The collection talks about how VCs choose their investments, value them, perform due diligence and exit them and create wealth for themselves and others. Consistent with most academic and anecdotal accounts, it finds that it is common for VCs to consider explicitly the attractiveness of the opportunity — the market size, the strategy, the technology, customer adoption, and competition — the management team and the deal terms. It also provides evidence on how VCs expect to monitor those investments.
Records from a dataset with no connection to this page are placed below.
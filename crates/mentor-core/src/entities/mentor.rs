//! Mentor profile and the services a mentor offers

use chrono::{DateTime, Utc};
use uuid::Uuid;

/// Mentor profile entity
#[derive(Debug, Clone, PartialEq, Eq)]
pub struct Mentor {
    pub id: Uuid,
    pub user_id: Uuid,
    pub title: String,
    pub bio: Option<String>,
    pub expertise: Vec<String>,
    pub hourly_rate_cents: i64,
    pub currency: String,
    pub timezone: String,
    pub is_verified: bool,
    pub is_active: bool,
    pub created_at: DateTime<Utc>,
    pub updated_at: DateTime<Utc>,
}

impl Mentor {
    /// Create a new, unverified mentor profile
    pub fn new(id: Uuid, user_id: Uuid, title: String) -> Self {
        let now = Utc::now();
        Self {
            id,
            user_id,
            title,
            bio: None,
            expertise: Vec::new(),
            hourly_rate_cents: 0,
            currency: "USD".to_string(),
            timezone: "UTC".to_string(),
            is_verified: false,
            is_active: true,
            created_at: now,
            updated_at: now,
        }
    }

    /// Check whether the given user owns this profile
    #[inline]
    pub fn is_owned_by(&self, user_id: Uuid) -> bool {
        self.user_id == user_id
    }
}

/// A bookable offering published by a mentor (e.g. "60 min career review")
#[derive(Debug, Clone, PartialEq, Eq)]
pub struct ServiceOffering {
    pub id: Uuid,
    pub mentor_id: Uuid,
    pub name: String,
    pub description: Option<String>,
    pub duration_minutes: i32,
    pub price_cents: i64,
    pub currency: String,
    pub is_active: bool,
    pub created_at: DateTime<Utc>,
    pub updated_at: DateTime<Utc>,
}

impl ServiceOffering {
    pub fn new(
        id: Uuid,
        mentor_id: Uuid,
        name: String,
        duration_minutes: i32,
        price_cents: i64,
        currency: String,
    ) -> Self {
        let now = Utc::now();
        Self {
            id,
            mentor_id,
            name,
            description: None,
            duration_minutes,
            price_cents,
            currency,
            is_active: true,
            created_at: now,
            updated_at: now,
        }
    }

    pub fn with_description(mut self, description: Option<String>) -> Self {
        self.description = description;
        self
    }

    /// Check the offering is active and belongs to `mentor_id`
    #[inline]
    pub fn is_bookable_with(&self, mentor_id: Uuid) -> bool {
        self.is_active && self.mentor_id == mentor_id
    }
}
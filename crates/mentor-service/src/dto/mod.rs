//! Data transfer objects for API requests and responses
//!
//! This module provides:
//! - Request DTOs with validation for API inputs
//! - Response DTOs for serializing API outputs
//! - Mappers for converting domain entities to DTOs

pub mod mappers;
pub mod requests;
pub mod responses;

pub use requests::{
    AvailabilitySlotRequest, CancelRequest, ConflictQuery, CreateAppointmentRequest, CreateBookingRequest,
    CreateMentorRequest, CreateServiceRequest, CreateTimeSlotRequest, ListQuery, ListRole,
    MentorListQuery, ReplaceAvailabilityRequest, RescheduleAppointmentRequest, SlotListQuery,
    SyncProfileRequest, UpdateMentorRequest, UpdatePaymentStatusRequest, UpdateStatusRequest,
    MAX_APPOINTMENT_MINUTES, MIN_APPOINTMENT_MINUTES,
};

pub use responses::{
    AppointmentResponse, AvailabilityResponse, BookingResponse, HealthChecks, HealthResponse, MentorResponse, PaginatedResponse, PaginationMeta, ReadinessResponse,
    ServiceResponse, TimeSlotResponse, UserResponse,
};
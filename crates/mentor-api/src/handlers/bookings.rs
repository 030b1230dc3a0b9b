//! Booking handlers
//!
//! Slot reservations and their lifecycle.

use axum::{extract::State, Json};
use mentor_service::dto::{
    BookingResponse, CancelRequest, CreateBookingRequest, ListQuery, PaginatedResponse,
    UpdatePaymentStatusRequest, UpdateStatusRequest,
};
use mentor_service::BookingService;
use uuid::Uuid;

use crate::extractors::{AuthUser, IdPath, OptionalValidatedJson, ValidatedJson, ValidatedQuery};
use crate::response::{ApiResult, Created};
use crate::state::AppState;

/// Book a time slot
///
/// POST /bookings
pub async fn create_booking(
    State(state): State<AppState>,
    auth: AuthUser,
    ValidatedJson(request): ValidatedJson<CreateBookingRequest>,
) -> ApiResult<Created<BookingResponse>> {
    let service = BookingService::new(state.service_context());
    let booking = service.create_booking(auth.actor, request).await?;
    Ok(Created(booking))
}

/// List the caller's bookings
///
/// GET /bookings
pub async fn list_bookings(
    State(state): State<AppState>,
    auth: AuthUser,
    ValidatedQuery(query): ValidatedQuery<ListQuery>,
) -> ApiResult<Json<PaginatedResponse<BookingResponse>>> {
    let service = BookingService::new(state.service_context());
    let page = service.list_my_bookings(auth.actor, query).await?;
    Ok(Json(page))
}

/// Get a booking
///
/// GET /bookings/{booking_id}
pub async fn get_booking(
    State(state): State<AppState>,
    auth: AuthUser,
    IdPath(booking_id): IdPath<Uuid>,
) -> ApiResult<Json<BookingResponse>> {
    let service = BookingService::new(state.service_context());
    let booking = service.get_booking(auth.actor, booking_id).await?;
    Ok(Json(booking))
}

/// Cancel a booking and release its seat
///
/// POST /bookings/{booking_id}/cancel
pub async fn cancel_booking(
    State(state): State<AppState>,
    auth: AuthUser,
    IdPath(booking_id): IdPath<Uuid>,
    body: OptionalValidatedJson<CancelRequest>,
) -> ApiResult<Json<BookingResponse>> {
    let service = BookingService::new(state.service_context());
    let booking = service
        .cancel_booking(auth.actor, booking_id, body.into_inner_or_default())
        .await?;
    Ok(Json(booking))
}

/// Move a booking through its lifecycle
///
/// PATCH /bookings/{booking_id}/status
pub async fn update_booking_status(
    State(state): State<AppState>,
    auth: AuthUser,
    IdPath(booking_id): IdPath<Uuid>,
    ValidatedJson(request): ValidatedJson<UpdateStatusRequest>,
) -> ApiResult<Json<BookingResponse>> {
    let service = BookingService::new(state.service_context());
    let booking = service.update_status(auth.actor, booking_id, request).await?;
    Ok(Json(booking))
}

/// Record a payment outcome
///
/// PATCH /bookings/{booking_id}/payment-status
pub async fn update_payment_status(
    State(state): State<AppState>,
    auth: AuthUser,
    IdPath(booking_id): IdPath<Uuid>,
    ValidatedJson(request): ValidatedJson<UpdatePaymentStatusRequest>,
) -> ApiResult<Json<BookingResponse>> {
    let service = BookingService::new(state.service_context());
    let booking = service
        .update_payment_status(auth.actor, booking_id, request)
        .await?;
    Ok(Json(booking))
}
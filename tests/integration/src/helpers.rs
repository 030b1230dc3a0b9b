//! Test helpers for integration tests
//!
//! Provides utilities for spawning test servers, minting access tokens and
//! making HTTP requests.

use std::net::SocketAddr;
use std::time::Duration;

use anyhow::Result;
use mentor_api::{create_app, create_app_state};
use mentor_common::{AppConfig, JwtService, TokenSubject};
use mentor_core::UserRole;
use reqwest::{Client, Response, StatusCode};
use serde::{de::DeserializeOwned, Serialize};
use tokio::net::TcpListener;
use tokio::task::JoinHandle;
use uuid::Uuid;

use crate::fixtures::{unique_suffix, CreateMentorRequest, MentorBody, Persona, UserBody};

/// Secret used when the environment does not provide one
const FALLBACK_JWT_SECRET: &str = "integration-test-secret";

/// Test server instance that manages lifecycle
pub struct TestServer {
    pub addr: SocketAddr,
    pub client: Client,
    jwt: JwtService,
    _handle: JoinHandle<()>,
}

impl TestServer {
    /// Start a new test server
    pub async fn start() -> Result<Self> {
        let config = test_config()?;
        Self::start_with_config(config).await
    }

    /// Start a test server with custom config
    pub async fn start_with_config(config: AppConfig) -> Result<Self> {
        let jwt = JwtService::new(
            &config.jwt.secret,
            config.jwt.access_token_expiry,
            config.jwt.issuer.clone(),
        );

        let state = create_app_state(config).await?;
        let app = create_app(state)?;

        let listener = TcpListener::bind(SocketAddr::from(([127, 0, 0, 1], 0))).await?;
        let addr = listener.local_addr()?;

        let handle = tokio::spawn(async move {
            axum::serve(listener, app).await.ok();
        });

        let client = Client::builder().timeout(Duration::from_secs(10)).build()?;

        Ok(Self {
            addr,
            client,
            jwt,
            _handle: handle,
        })
    }

    /// Get base URL for the server
    pub fn base_url(&self) -> String {
        format!("http://{}", self.addr)
    }

    fn url(&self, path: &str) -> String {
        format!("{}{}", self.base_url(), path)
    }

    /// Mint a token the way the identity provider would
    pub fn token_for(&self, user_id: Uuid, role: UserRole, email: &str) -> Result<String> {
        let subject = TokenSubject {
            user_id,
            role,
            email: email.to_string(),
            name: None,
        };
        Ok(self.jwt.issue_access_token(&subject)?)
    }

    /// A fresh caller whose profile has been synced into the user table
    pub async fn persona(&self, role: UserRole) -> Result<Persona> {
        let user_id = Uuid::new_v4();
        let email = format!("{role}{}@example.com", unique_suffix());
        let token = self.token_for(user_id, role, &email)?;

        let body = serde_json::json!({ "name": format!("Test {role}") });
        let response = self.put_auth("/api/v1/users/@me", &token, &body).await?;
        let user: UserBody = assert_json(response, StatusCode::OK).await?;

        Ok(Persona { user, token })
    }

    /// A mentor persona with a published profile
    pub async fn mentor(&self) -> Result<(Persona, MentorBody)> {
        let persona = self.persona(UserRole::Mentor).await?;
        let response = self
            .post_auth("/api/v1/mentors", &persona.token, &CreateMentorRequest::unique())
            .await?;
        let mentor: MentorBody = assert_json(response, StatusCode::CREATED).await?;
        Ok((persona, mentor))
    }

    /// Make a GET request
    pub async fn get(&self, path: &str) -> Result<Response> {
        Ok(self.client.get(self.url(path)).send().await?)
    }

    /// Make a GET request with auth token
    pub async fn get_auth(&self, path: &str, token: &str) -> Result<Response> {
        Ok(self
            .client
            .get(self.url(path))
            .bearer_auth(token)
            .send()
            .await?)
    }

    /// Make a POST request with auth token
    pub async fn post_auth<T: Serialize>(&self, path: &str, token: &str, body: &T) -> Result<Response> {
        Ok(self
            .client
            .post(self.url(path))
            .bearer_auth(token)
            .json(body)
            .send()
            .await?)
    }

    /// Make a bodiless POST request with auth token
    pub async fn post_empty(&self, path: &str, token: &str) -> Result<Response> {
        Ok(self
            .client
            .post(self.url(path))
            .bearer_auth(token)
            .send()
            .await?)
    }

    /// Make a PATCH request with auth token
    pub async fn patch_auth<T: Serialize>(&self, path: &str, token: &str, body: &T) -> Result<Response> {
        Ok(self
            .client
            .patch(self.url(path))
            .bearer_auth(token)
            .json(body)
            .send()
            .await?)
    }

    /// Make a DELETE request with auth token
    pub async fn delete_auth(&self, path: &str, token: &str) -> Result<Response> {
        Ok(self
            .client
            .delete(self.url(path))
            .bearer_auth(token)
            .send()
            .await?)
    }

    /// Make a PUT request with auth token
    pub async fn put_auth<T: Serialize>(&self, path: &str, token: &str, body: &T) -> Result<Response> {
        Ok(self
            .client
            .put(self.url(path))
            .bearer_auth(token)
            .json(body)
            .send()
            .await?)
    }
}

/// Create a test configuration
///
/// Reads the environment, applies migrations on start-up and lifts the rate
/// limit so parallel tests do not trip it.
pub fn test_config() -> Result<AppConfig> {
    dotenvy::dotenv().ok();

    let config = AppConfig::from_lookup(|key| match key {
        "API_PORT" => Some("0".to_string()),
        "DATABASE_RUN_MIGRATIONS" => Some("true".to_string()),
        "RATE_LIMIT_REQUESTS_PER_SECOND" | "RATE_LIMIT_BURST" => Some("1000".to_string()),
        "JWT_SECRET" => std::env::var(key)
            .ok()
            .or_else(|| Some(FALLBACK_JWT_SECRET.to_string())),
        _ => std::env::var(key).ok(),
    })
    .map_err(|e| anyhow::anyhow!("Config error: {}", e))?;

    Ok(config)
}

/// Helper to check if test environment is available
pub async fn check_test_env() -> bool {
    dotenvy::dotenv().ok();

    if std::env::var("DATABASE_URL").is_err() {
        eprintln!("Skipping test: DATABASE_URL not set");
        return false;
    }

    true
}

/// Assert response status and parse JSON body
pub async fn assert_json<T: DeserializeOwned>(response: Response, expected_status: StatusCode) -> Result<T> {
    let status = response.status();
    if status != expected_status {
        let body = response.text().await?;
        anyhow::bail!(
            "Expected status {}, got {}. Body: {}",
            expected_status,
            status,
            body
        );
    }
    Ok(response.json().await?)
}

/// Assert response status without parsing body
pub async fn assert_status(response: Response, expected_status: StatusCode) -> Result<()> {
    let status = response.status();
    if status != expected_status {
        let body = response.text().await?;
        anyhow::bail!(
            "Expected status {}, got {}. Body: {}",
            expected_status,
            status,
            body
        );
    }
    Ok(())
}

/// Assert an error response and return its `error.message`
pub async fn assert_error(response: Response, expected_status: StatusCode) -> Result<String> {
    let body: serde_json::Value = assert_json(response, expected_status).await?;
    Ok(body["error"]["message"].as_str().unwrap_or_default().to_string())
}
In at least half of the investments, the venture capitalist expects to play an important role in recruiting management. Valuations are one area every entrepreneur as well as investor tends to disagree on; the collection devotes an entire volume to valuation and concludes it is as much an art as it is a science. The series offers useful signposts on how to think about different kinds of valuation methods and which one works best in which situation. The volumes on legal aspects, deal terms and term sheets are equally valuable. The collection takes one through clause by clause, in turn demystify complex areas and hence making it extremely easy for the layman entrepreneur to understand and negotiate similar terms with VCs/PEs he may approach in the future.
In the collection, the authors complement their analyses with information from financial contracts and also with subsequent performance of the investment. The evidence suggests that the venture capitalist’s initial appraisal of a management team is important. Another lesson that emanates from this collection is that stronger management teams obtain more attractive contracts and are more likely to take their companies public. Also, attention is given to liabilities and how they should be addressed while dealing with a sensitive transaction.
The Indian venture capital and private equity industry is about a decade and a half young and is still struggling to come to terms with Version 1.0. While there have been some compelling investments recently, there have been many more inexplicable duds and, of late, the latter seem to dominating the former. Regulation is still in its infancy and if there is one area where this collection does not shed adequate light, it is on what are the best practices in regulating this industry. Nonetheless, the collection deserves a permanent place in the bookshelf of every VC/PE firm as also teeming Indian entrepreneurs who are scouting out for finance.